[Saved entries]
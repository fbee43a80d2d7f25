//! Validation report
//!
//! Checks are recorded in the order the pipeline ran them. Content checks
//! keep every problem they found; the rendered report lists them under the
//! check that found them, one per line.

use std::fmt;

/// Problems listed per check before the rest are summarized as a count
const LISTED_PROBLEMS: usize = 20;

/// Problems quoted in a failed check's status message
const QUOTED_PROBLEMS: usize = 3;

/// Outcome of one check
#[derive(Debug, Clone, PartialEq, Eq)]
pub enum CheckStatus {
    /// Check passed
    Ok,
    /// Check passed, with a note worth reading
    Warning(String),
    /// Check failed; the document must not be parsed
    Failed(String),
}

impl CheckStatus {
    fn tag(&self) -> &'static str {
        match self {
            CheckStatus::Ok => "ok",
            CheckStatus::Warning(_) => "warn",
            CheckStatus::Failed(_) => "FAIL",
        }
    }

    fn tone(&self) -> Tone {
        match self {
            CheckStatus::Ok => Tone::Good,
            CheckStatus::Warning(_) => Tone::Caution,
            CheckStatus::Failed(_) => Tone::Bad,
        }
    }
}

/// One named step of catalog validation
#[derive(Debug, Clone)]
pub struct ValidationCheck {
    /// Name of the check, e.g. "Numeric values"
    pub name: String,
    /// Outcome
    pub status: CheckStatus,
    /// Every problem found, for checks that walk the whole document
    pub problems: Vec<String>,
}

impl ValidationCheck {
    fn with_status(name: impl Into<String>, status: CheckStatus) -> Self {
        Self {
            name: name.into(),
            status,
            problems: Vec::new(),
        }
    }

    pub(crate) fn ok(name: impl Into<String>) -> Self {
        Self::with_status(name, CheckStatus::Ok)
    }

    pub(crate) fn warning(name: impl Into<String>, message: impl Into<String>) -> Self {
        Self::with_status(name, CheckStatus::Warning(message.into()))
    }

    pub(crate) fn failed(name: impl Into<String>, message: impl Into<String>) -> Self {
        Self::with_status(name, CheckStatus::Failed(message.into()))
    }

    /// Passed when `problems` is empty; failed otherwise, quoting the first few
    pub(crate) fn from_problems(name: impl Into<String>, problems: &[String]) -> Self {
        let status = match problems.len() {
            0 => CheckStatus::Ok,
            n if n <= QUOTED_PROBLEMS => CheckStatus::Failed(problems.join("; ")),
            n => CheckStatus::Failed(format!(
                "{}; and {} more",
                problems[..QUOTED_PROBLEMS].join("; "),
                n - QUOTED_PROBLEMS
            )),
        };
        Self {
            problems: problems.to_vec(),
            ..Self::with_status(name, status)
        }
    }
}

/// Every check run against one catalog document
#[derive(Debug)]
pub struct ValidationReport {
    /// Checks in the order they ran
    pub checks: Vec<ValidationCheck>,
    /// Path of the document that was validated
    pub file_path: String,
    /// Path of the schema it was validated against
    pub schema_path: String,
}

impl ValidationReport {
    /// Empty report for a document and its schema
    pub fn new(file_path: impl Into<String>, schema_path: impl Into<String>) -> Self {
        Self {
            checks: Vec::new(),
            file_path: file_path.into(),
            schema_path: schema_path.into(),
        }
    }

    /// Record a check; failures are also logged
    pub fn add_check(&mut self, check: ValidationCheck) {
        if let CheckStatus::Failed(message) = &check.status {
            log::error!("Validation check '{}' failed: {}", check.name, message);
        }
        self.checks.push(check);
    }

    fn count(&self, wanted: fn(&CheckStatus) -> bool) -> usize {
        self.checks.iter().filter(|c| wanted(&c.status)).count()
    }

    /// Number of checks that passed cleanly
    pub fn success_count(&self) -> usize {
        self.count(|s| matches!(s, CheckStatus::Ok))
    }

    /// Number of checks that passed with a warning
    pub fn warning_count(&self) -> usize {
        self.count(|s| matches!(s, CheckStatus::Warning(_)))
    }

    /// Number of failed checks
    pub fn failure_count(&self) -> usize {
        self.count(|s| matches!(s, CheckStatus::Failed(_)))
    }

    /// True when at least one check failed
    pub fn has_failures(&self) -> bool {
        self.failure_count() > 0
    }

    /// True when at least one check warned
    pub fn has_warnings(&self) -> bool {
        self.warning_count() > 0
    }

    /// True when the document may be handed to the parsers
    pub fn passed(&self) -> bool {
        !self.has_failures()
    }

    /// Look up a check by name
    pub fn check(&self, name: &str) -> Option<&ValidationCheck> {
        self.checks.iter().find(|c| c.name == name)
    }

    fn verdict(&self) -> (&'static str, Tone) {
        if self.has_failures() {
            ("catalog is invalid", Tone::Bad)
        } else if self.has_warnings() {
            ("catalog is valid, with warnings", Tone::Caution)
        } else {
            ("catalog is valid", Tone::Good)
        }
    }

    fn render(&self, out: &mut impl fmt::Write, paint: impl Fn(Tone, &str) -> String) -> fmt::Result {
        writeln!(
            out,
            "{} {} against {}",
            paint(Tone::Heading, "Validating"),
            self.file_path,
            self.schema_path
        )?;

        for check in &self.checks {
            let tag = paint(check.status.tone(), &format!("{:<4}", check.status.tag()));
            match (&check.status, check.problems.len()) {
                (CheckStatus::Ok, _) => writeln!(out, "  {tag}  {}", check.name)?,
                (CheckStatus::Failed(_), n) if n > 0 => {
                    writeln!(out, "  {tag}  {} ({n} problem{})", check.name, if n == 1 { "" } else { "s" })?;
                    for problem in check.problems.iter().take(LISTED_PROBLEMS) {
                        writeln!(out, "          - {problem}")?;
                    }
                    if n > LISTED_PROBLEMS {
                        writeln!(out, "          ... {} more", n - LISTED_PROBLEMS)?;
                    }
                }
                (CheckStatus::Warning(message) | CheckStatus::Failed(message), _) => {
                    writeln!(out, "  {tag}  {}: {message}", check.name)?
                }
            }
        }

        let (verdict, tone) = self.verdict();
        writeln!(
            out,
            "{} checks: {} ok, {} warning(s), {} failed; {}",
            self.checks.len(),
            self.success_count(),
            self.warning_count(),
            self.failure_count(),
            paint(tone, verdict)
        )
    }

    /// The report with terminal colors when the `colorized_output` feature is on
    pub fn format_colored(&self) -> String {
        let mut output = String::new();

        #[cfg(feature = "colorized_output")]
        let rendered = self.render(&mut output, |tone, text| {
            let styled = console::style(text);
            match tone {
                Tone::Heading => styled.bold().cyan(),
                Tone::Good => styled.green(),
                Tone::Caution => styled.yellow(),
                Tone::Bad => styled.red().bold(),
            }
            .to_string()
        });

        #[cfg(not(feature = "colorized_output"))]
        let rendered = self.render(&mut output, |_, text| text.to_string());

        // Writing into a String cannot fail
        debug_assert!(rendered.is_ok());
        output
    }
}

#[derive(Debug, Clone, Copy)]
enum Tone {
    Heading,
    Good,
    Caution,
    Bad,
}

impl fmt::Display for ValidationReport {
    fn fmt(&self, f: &mut fmt::Formatter<'_>) -> fmt::Result {
        let mut output = String::new();
        self.render(&mut output, |_, text| text.to_string())?;
        f.write_str(&output)
    }
}
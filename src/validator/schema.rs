//! Schema model for the catalog validator
//!
//! Covers the XSD subset gem catalog schemas are written in: global element
//! declarations, named and anonymous complex types with `sequence` or `all`
//! content, attributes (including `xs:ID`), and simple types restricting a
//! built-in type with `enumeration`, `minInclusive` and `maxInclusive` facets.
//! Anything else is rejected as unsupported rather than silently ignored.

use std::collections::HashMap;
use std::path::Path;

use anyhow::Result;
use roxmltree::{Document, Node};
use bigdecimal::BigDecimal;

use super::document::parse_number;
use super::{ValidationCheck, ValidationError, ValidationReport};
use crate::parser::tree::parsing_options;

/// Namespace of XML Schema itself
pub(crate) const XSD_NAMESPACE: &str = "http://www.w3.org/2001/XMLSchema";

/// Type references deeper than this are treated as recursive
const MAX_TYPE_DEPTH: usize = 32;

/// Lexical space of a simple value
#[derive(Debug, Clone, Copy, PartialEq, Eq)]
pub(crate) enum ValueKind {
    Text,
    Decimal,
    Integer,
}

#[derive(Debug, Clone, PartialEq)]
pub(crate) struct SimpleType {
    pub kind: ValueKind,
    pub enumeration: Vec<String>,
    pub min_inclusive: Option<BigDecimal>,
    pub max_inclusive: Option<BigDecimal>,
}

impl SimpleType {
    fn text() -> Self {
        Self::with_kind(ValueKind::Text, None)
    }

    fn with_kind(kind: ValueKind, min_inclusive: Option<BigDecimal>) -> Self {
        Self {
            kind,
            enumeration: Vec::new(),
            min_inclusive,
            max_inclusive: None,
        }
    }

    fn builtin(local: &str) -> Option<Self> {
        let simple = match local {
            "string" | "normalizedString" | "token" | "Name" | "NCName" | "ID" | "IDREF" | "anyURI"
            | "language" => Self::text(),
            "decimal" => Self::with_kind(ValueKind::Decimal, None),
            "integer" | "long" | "int" | "short" | "byte" => Self::with_kind(ValueKind::Integer, None),
            "nonNegativeInteger" | "unsignedLong" | "unsignedInt" | "unsignedShort" | "unsignedByte" => {
                Self::with_kind(ValueKind::Integer, Some(BigDecimal::from(0)))
            }
            "positiveInteger" => Self::with_kind(ValueKind::Integer, Some(BigDecimal::from(1))),
            _ => return None,
        };
        Some(simple)
    }
}
use anyhow::{Context, Result};
use gemxml::comparator::{sort_gems, SortKey};
use gemxml::model::Gem;
use gemxml::parser::ParserKind;
use log::info;
use std::io::Write;
use std::path::PathBuf;

use super::{validate, Config, ParserArg};

pub struct ParseArgs {
    pub file: PathBuf,
    pub parser: Option<ParserArg>,
    pub sort: Option<SortKey>,
    pub json: bool,
    pub schema: Option<PathBuf>,
    pub strict: bool,
    pub config: Option<PathBuf>,
}

/// Parse a catalog with one strategy and print the gems
pub fn run(args: ParseArgs) -> Result<()> {
    let config = Config::load(args.config.as_deref())?;
    let parser_config = config.parser_config(args.strict)?;
    let kind = ParserKind::from(
        args.parser
            .or(config.parser.default_parser)
            .unwrap_or_default(),
    );

    if let Some(schema) = validate::resolve_schema(args.schema, &config) {
        if !validate::gate(&args.file, &schema)? {
            eprintln!("{} is not valid; not parsing", args.file.display());
            std::process::exit(1);
        }
    }

    info!("Parsing {} with the {} parser", args.file.display(), kind);
    let mut gems = kind
        .parser(parser_config)
        .parse_file(&args.file)
        .with_context(|| format!("Failed to parse {}", args.file.display()))?;

    if let Some(key) = args.sort {
        sort_gems(&mut gems, key);
    }

    let stdout = std::io::stdout();
    let mut out = stdout.lock();
    if args.json {
        serde_json::to_writer_pretty(&mut out, &gems).context("Failed to write JSON")?;
        writeln!(out)?;
    } else {
        print_gems(&mut out, &gems)?;
    }
    Ok(())
}

fn print_gems(out: &mut impl Write, gems: &[Gem]) -> Result<()> {
    writeln!(out, "{} gem(s)", gems.len())?;
    for gem in gems {
        let preciousness = gem.preciousness.map_or("-", |p| p.as_str());
        let value = gem.value.as_ref().map_or_else(|| "-".to_string(), |v| v.to_string());
        writeln!(
            out,
            "{:<8} {:<16} {:<14} {:<16} {:>8} ct",
            gem.id, gem.name, preciousness, gem.origin, value
        )?;
        for params in &gem.visual_parameters {
            let colors: Vec<&str> = params.colors.iter().map(|c| c.as_str()).collect();
            let transparency = params
                .transparency
                .as_ref()
                .map_or_else(|| "-".to_string(), |t| format!("{}%", t));
            let facets = params.facets.map_or_else(|| "-".to_string(), |f| f.to_string());
            writeln!(
                out,
                "         colors: [{}], transparency: {}, facets: {}",
                colors.join(", "),
                transparency,
                facets
            )?;
        }
    }
    Ok(())
}
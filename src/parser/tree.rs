//! Tree-materialized parser
//!
//! Loads the whole document with roxmltree and answers structural queries;
//! parent/child relationships come from the tree, so no state machine is needed.

use std::borrow::Cow;
use std::io;
use std::path::Path;

use encoding_rs::{Encoding, UTF_8};
use log::info;
use quick_xml::events::Event;
use quick_xml::Reader;
use roxmltree::{Document, Node, ParsingOptions};

use super::elements::{decode_decimal, decode_integer, CatalogElement};
use super::entities::check_declarations;
use super::{GemParser, ParseError, ParserConfig, ParserKind};
use crate::model::{Color, Gem, GemBuilder, Preciousness, VisualParameters, VisualParametersBuilder};

/// Tree (fully materialized) gem catalog parser
#[derive(Debug, Clone, Default)]
pub struct TreeParser {
    config: ParserConfig,
}

impl TreeParser {
    /// Create a parser with the given settings
    pub fn new(config: ParserConfig) -> Self {
        Self { config }
    }

    /// Map an already-built document to gems
    pub fn parse_document(&self, document: &Document<'_>) -> Result<Vec<Gem>, ParseError> {
        document
            .descendants()
            .filter(|node| self.is_catalog(node, CatalogElement::Gem))
            .map(|node| self.parse_gem(node))
            .collect()
    }

    fn is_catalog(&self, node: &Node<'_, '_>, element: CatalogElement) -> bool {
        node.is_element() && node.has_tag_name((self.config.namespace.as_str(), element.as_str()))
    }

    /// Catalog descendants of `parent` (excluding `parent` itself) in document order
    fn descendants_named<'a, 'input: 'a>(
        &'a self,
        parent: Node<'a, 'input>,
        element: CatalogElement,
    ) -> impl Iterator<Item = Node<'a, 'input>> + 'a {
        parent
            .descendants()
            .skip(1)
            .filter(move |node| self.is_catalog(node, element))
    }

    /// Trimmed text of the first matching descendant, or "" when there is none
    fn child_text(&self, parent: Node<'_, '_>, element: CatalogElement) -> String {
        self.descendants_named(parent, element)
            .next()
            .map(|node| text_content(node).trim().to_string())
            .unwrap_or_default()
    }

    fn parse_gem(&self, node: Node<'_, '_>) -> Result<Gem, ParseError> {
        let mut gem = GemBuilder::new(node.attribute("id").unwrap_or_default());

        gem.set_name(self.child_text(node, CatalogElement::Name));
        gem.set_preciousness(Preciousness::decode(
            &self.child_text(node, CatalogElement::Preciousness),
        )?);
        gem.set_origin(self.child_text(node, CatalogElement::Origin));
        gem.set_value(decode_decimal(
            CatalogElement::Value,
            &self.child_text(node, CatalogElement::Value),
        )?);

        for params in self.descendants_named(node, CatalogElement::VisualParameters) {
            gem.push_visual_parameters(self.parse_visual_parameters(params)?);
        }

        Ok(gem.build())
    }

    fn parse_visual_parameters(&self, node: Node<'_, '_>) -> Result<VisualParameters, ParseError> {
        let colors = self
            .descendants_named(node, CatalogElement::Color)
            .map(|color| Color::decode(text_content(color).trim()))
            .collect::<Result<Vec<_>, _>>()?;

        let mut params = VisualParametersBuilder::new();
        params.set_colors(colors);
        params.set_transparency(decode_decimal(
            CatalogElement::Transparency,
            &self.child_text(node, CatalogElement::Transparency),
        )?);
        params.set_facets(decode_integer(
            CatalogElement::Facets,
            &self.child_text(node, CatalogElement::Facets),
        )?);
        Ok(params.build())
    }
}

impl GemParser for TreeParser {
    fn kind(&self) -> ParserKind {
        ParserKind::Tree
    }

    fn parse_str(&self, xml: &str) -> Result<Vec<Gem>, ParseError> {
        check_declarations(xml)?;
        let document = Document::parse_with_options(xml, parsing_options())?;
        self.parse_document(&document)
    }

    fn parse_file(&self, path: &Path) -> Result<Vec<Gem>, ParseError> {
        info!("Starting tree parsing of file: {}", path.display());
        let bytes = std::fs::read(path)?;
        let gems = self.parse_str(&decode_document(&bytes)?)?;
        info!("Tree parsing completed. Found {} gems", gems.len());
        Ok(gems)
    }
}

/// Decode raw document bytes to text
///
/// The encoding is chosen the way quick-xml chooses it: a byte order mark
/// first, then the `encoding` named in the XML declaration, UTF-8 otherwise.
/// Bytes that are invalid in that encoding are an error, not replaced.
pub(crate) fn decode_document(bytes: &[u8]) -> io::Result<Cow<'_, str>> {
    let encoding = Encoding::for_bom(bytes)
        .map(|(encoding, _)| encoding)
        .or_else(|| declared_encoding(bytes))
        .unwrap_or(UTF_8);
    let (text, used, malformed) = encoding.decode(bytes);
    if malformed {
        return Err(io::Error::new(
            io::ErrorKind::InvalidData,
            format!("document is not valid {}", used.name()),
        ));
    }
    Ok(text)
}

fn declared_encoding(bytes: &[u8]) -> Option<&'static Encoding> {
    let mut reader = Reader::from_reader(bytes);
    let mut buf = Vec::new();
    match reader.read_event_into(&mut buf) {
        Ok(Event::Decl(decl)) => {
            let label = decl.encoding()?.ok()?;
            Encoding::for_label(&label)
        }
        _ => None,
    }
}

/// DOCTYPE declarations are tolerated, as the tokenizer-based parsers skip them
pub(crate) fn parsing_options() -> ParsingOptions {
    ParsingOptions {
        allow_dtd: true,
        ..ParsingOptions::default()
    }
}

/// Concatenated text of every text node under `node`
pub(crate) fn text_content(node: Node<'_, '_>) -> String {
    node.descendants()
        .filter(|n| n.is_text())
        .filter_map(|n| n.text())
        .collect()
}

● **Problem to work on**: Among the preceding records, how many lines include the word "than"? Reply with the number only.

● **Finished exercise**: 2